Geosciences and Geophysics

Biography

Biography: Yuan Zeng

Abstract

Monitoring forest biodiversity is essential to the conservation and management of forest resource. A new method called “Spectranomics” that map forest species richness based on leaf biochemical and spectroscopic traits using imaging spectroscopy has been developed. In this study, we use this method combined with the airborne imaging spectroscopy (PHI-3 with 1 m spatial resolution) data to detect the relationship among the spectral, biochemical and taxonomic diversity of tree species based on 20 dominant canopy species collected in the Longmenhe Forest Nature Reserve of China. Seven optimal biochemical components (chlorophyll, carotenoid, water, specific leaf area, nitrogen, cellulose and lignin) were selected (R2>0.58, P<0.01) to indicate the forest biodiversity, and the max species number detected by the 7 biochemical combination was 14. Then, 7 vegetation indices were derived to represent the corresponding biochemical components, and scaled from the canopy to leaf scale by divided leaf area index.

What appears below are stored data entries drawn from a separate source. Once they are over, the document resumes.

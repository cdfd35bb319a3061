use serde::{Deserialize, Serialize};

/// One cross-reference found in one document.
#[derive(Clone, Debug, PartialEq, Eq)]
pub struct LinkReference {
    /// Link target as written, without anchor: "Notes/Topic" from `[[Notes/Topic#Intro]]`
    pub raw_target: String,
    /// Author-supplied label, e.g. the alias in `[[Topic|label]]`
    pub display_text: Option<String>,
}

impl LinkReference {
    pub fn new(raw_target: impl Into<String>) -> Self {
        Self {
            raw_target: raw_target.into(),
            display_text: None,
        }
    }

    pub fn with_display(raw_target: impl Into<String>, display_text: impl Into<String>) -> Self {
        Self {
            raw_target: raw_target.into(),
            display_text: Some(display_text.into()),
        }
    }

    /// The deduplication key: the label if one was given, otherwise the raw target.
    ///
    /// Returns `None` when neither carries any text.
    pub fn link_text(&self) -> Option<&str> {
        match self.display_text.as_deref() {
            Some(label) if !label.trim().is_empty() => Some(label),
            _ if !self.raw_target.trim().is_empty() => Some(&self.raw_target),
            _ => None,
        }
    }
}

/// Aggregated occurrences of one unresolved link across the vault.
#[derive(Clone, Debug, PartialEq, Eq, Serialize, Deserialize)]
pub struct UnresolvedLinkInfo {
    pub link_text: String,
    /// Number of unresolved references, counting repeats within one document.
    pub frequency: usize,
    /// Documents containing the link, in first-seen order, without duplicates.
    pub source_files: Vec<String>,
}

impl UnresolvedLinkInfo {
    pub(crate) fn first_seen(link_text: &str, source_path: &str) -> Self {
        Self {
            link_text: link_text.to_string(),
            frequency: 1,
            source_files: vec![source_path.to_string()],
        }
    }

    pub(crate) fn record(&mut self, source_path: &str) {
        self.frequency += 1;
        if !self.source_files.iter().any(|p| p == source_path) {
            self.source_files.push(source_path.to_string());
        }
    }

    /// The source path that decides this entry's folder group.
    pub fn canonical_source(&self) -> Option<&str> {
        self.source_files.first().map(String::as_str)
    }
}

In addition, we used the morphological crown control method based on watershed algorithm to isolate individual tree crown by LiDAR (>4 points/m²). Finally, a self-adaptive Fuzzy C-Means (FCM) clustering algorithm was applied to determine the optimal clustering numbers (i.e. species richness) and Shannon-Wiener for each 30x30 m window based on the isolated individual tree height and 7 biochemical indices. According to total 22 sample plots, the mapping results show that the predicted species richness is close to the field measurements (R2=0.6482, P<0.01) and the predicted Shannon–Wiener index provides higher estimated accuracy (R2=0.8252, P<0.01) than the species richness.